Conduct further density sampling for each of the geological domains.

(j)

Continue construction of the Trixie ramp to make exploration more accessible and continue to improve access to deeper levels for continuous face sampling.

Page D-26

Graphic


2.

Burgin Onsite Assay Laboratory

(a)

Continue to undertake bi-annual independent inspections of the onsite assay laboratory. Depending on the results of the inspections the time between reviews can be reassessed.

(b)

Have the onsite laboratory participate in independent assay round robins as part of its QA/QC practices.

(c)

Conduct regular screen metallic assays for all gold samples above a pre-determined grade, possibly one ounce of gold per short ton.

3.

Metallurgical Testwork:

(a)

Leaching tests to optimize conditions in terms of precious metal recovery, capital costs and operating costs.

(b)

Comparative testwork and techno-economic study to compare heap, VAT and agitation leaching technologies.

(c)

Geochemical characterization testwork on representative feed and residue samples.

(d)

Appropriate additional comminution testing, depending on the most likely process flowsheet.

(e)

Variability testwork.

4.

Preliminary economic assessment:

(a)

Complete independent metallurgical testwork at the Trixie Test Mine. Conduct variability testwork and separate recoverability testwork for each zone.
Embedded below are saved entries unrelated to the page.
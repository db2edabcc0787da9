use winit::event::{ElementState, MouseButton, MouseScrollDelta, WindowEvent};

use crate::camera::PerspectiveCamera;
use crate::controls::OrbitControls;

/// Pixels of trackpad scroll treated as one wheel line
const PIXELS_PER_LINE: f32 = 40.0;

/// What a held pointer button does while dragging
#[derive(Debug, Clone, Copy, PartialEq, Eq, Hash)]
pub enum DragMode {
    Rotate,
    Pan,
}

/// Bridges winit pointer events to orbit control input
#[derive(Debug, Clone, Default)]
pub struct PointerInput {
    /// Button currently dragging, first pressed wins
    drag: Option<DragMode>,
    /// Current cursor position relative to the window
    position: Option<(f32, f32)>,
    /// Drag movement since last flush
    delta: (f32, f32),
    /// Wheel lines since last flush
    scroll: f32,
}

impl PointerInput {
    pub fn new() -> Self {
        Self::default()
    }

    /// Records a window event; returns whether it was pointer input
    pub fn process_event(&mut self, event: &WindowEvent) -> bool {
        match event {
            WindowEvent::MouseInput { state, button, .. } => {
                let Some(mode) = Self::drag_mode(*button) else {
                    return false;
                };
                match state {
                    ElementState::Pressed => self.press(mode),
                    ElementState::Released => self.release(mode),
                }
                true
            }
            WindowEvent::CursorMoved { position, .. } => {
                self.move_to(position.x as f32, position.y as f32);
                true
            }
            WindowEvent::CursorLeft { .. } => {
                self.position = None;
                self.drag = None;
                true
            }
            WindowEvent::MouseWheel { delta, .. } => {
                let lines = match delta {
                    MouseScrollDelta::LineDelta(_, y) => *y,
                    MouseScrollDelta::PixelDelta(p) => p.y as f32 / PIXELS_PER_LINE,
                };
                self.scroll(lines);
                true
            }
            _ => false,
        }
    }

    pub fn press(&mut self, mode: DragMode) {
        if self.drag.is_none() {
            self.drag = Some(mode);
        }
    }

    pub fn release(&mut self, mode: DragMode) {
        if self.drag == Some(mode) {
            self.drag = None;
        }
    }

    pub fn move_to(&mut self, x: f32, y: f32) {
        if let (Some(old), Some(_)) = (self.position, self.drag) {
            self.delta.0 += x - old.0;
            self.delta.1 += y - old.1;
        }
        self.position = Some((x, y));
    }

    pub fn scroll(&mut self, lines: f32) {
        self.scroll += lines;
    }

    pub fn dragging(&self) -> Option<DragMode> {
        self.drag
    }

    pub fn position(&self) -> Option<(f32, f32)> {
        self.position
    }

    /// Hands accumulated motion to `controls` and resets it
    pub fn flush(&mut self, controls: &mut OrbitControls, camera: &PerspectiveCamera, viewport_height: f32) {
        let (dx, dy) = self.delta;
        if dx != 0.0 || dy != 0.0 {
            match self.drag {
                Some(DragMode::Rotate) => controls.rotate(dx, dy, viewport_height),
                Some(DragMode::Pan) => controls.pan(dx, dy, viewport_height, camera),
                None => {}
            }
        }
        if self.scroll != 0.0 {
            controls.zoom(self.scroll);
        }
        self.delta = (0.0, 0.0);
        self.scroll = 0.0;
    }

    fn drag_mode(button: MouseButton) -> Option<DragMode> {
        match button {
            MouseButton::Left => Some(DragMode::Rotate),
            MouseButton::Right | MouseButton::Middle => Some(DragMode::Pan),
            _ => None,
        }
    }
}
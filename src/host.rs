use std::sync::Arc;

use winit::window::Window;

use crate::error::HostBridgeAbsent;

/// Platform that embeds the viewer and wants to hear when it is ready
pub trait HostBridge {
    /// Signals that the viewer has started
    fn ready(&self);

    /// Asks the host to give the viewer as much space as it can
    fn expand(&self);
}

/// Bridge backed by the viewer's own window
pub struct WindowHostBridge {
    window: Arc<Window>,
}

impl WindowHostBridge {
    pub fn new(window: Arc<Window>) -> Self {
        Self { window }
    }
}

impl HostBridge for WindowHostBridge {
    fn ready(&self) {
        self.window.set_visible(true);
        self.window.focus_window();
    }

    fn expand(&self) {
        self.window.set_maximized(true);
    }
}

/// Returns the window bridge when the deployment enables one
pub fn detect(enabled: bool, window: &Arc<Window>) -> Result<WindowHostBridge, HostBridgeAbsent> {
    if !enabled {
        return Err(HostBridgeAbsent("host bridge disabled in config".to_string()));
    }
    Ok(WindowHostBridge::new(window.clone()))
}

/// Runs the startup handshake: `ready` then `expand`
pub fn handshake(bridge: &dyn HostBridge) {
    bridge.ready();
    bridge.expand();
    log::info!("Host bridge notified");
}

/// Handshakes with a detected bridge, or logs its absence and carries on
pub fn announce<B: HostBridge>(bridge: Result<B, HostBridgeAbsent>) {
    match bridge {
        Ok(bridge) => handshake(&bridge),
        Err(absent) => log::debug!("{}", absent),
    }
}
If the zones exhibit notable or significant differences in recoveries, incorporate into updated resource model.

(b)

Complete further geotechnical work.

(c)

Identify further permitting considerations and potential environmental studies for the Project

(d)

Continue with further community engagement and social license management.

(e)

Undertake further detailed economic analysis based upon engineering and metallurgical trade-off studies.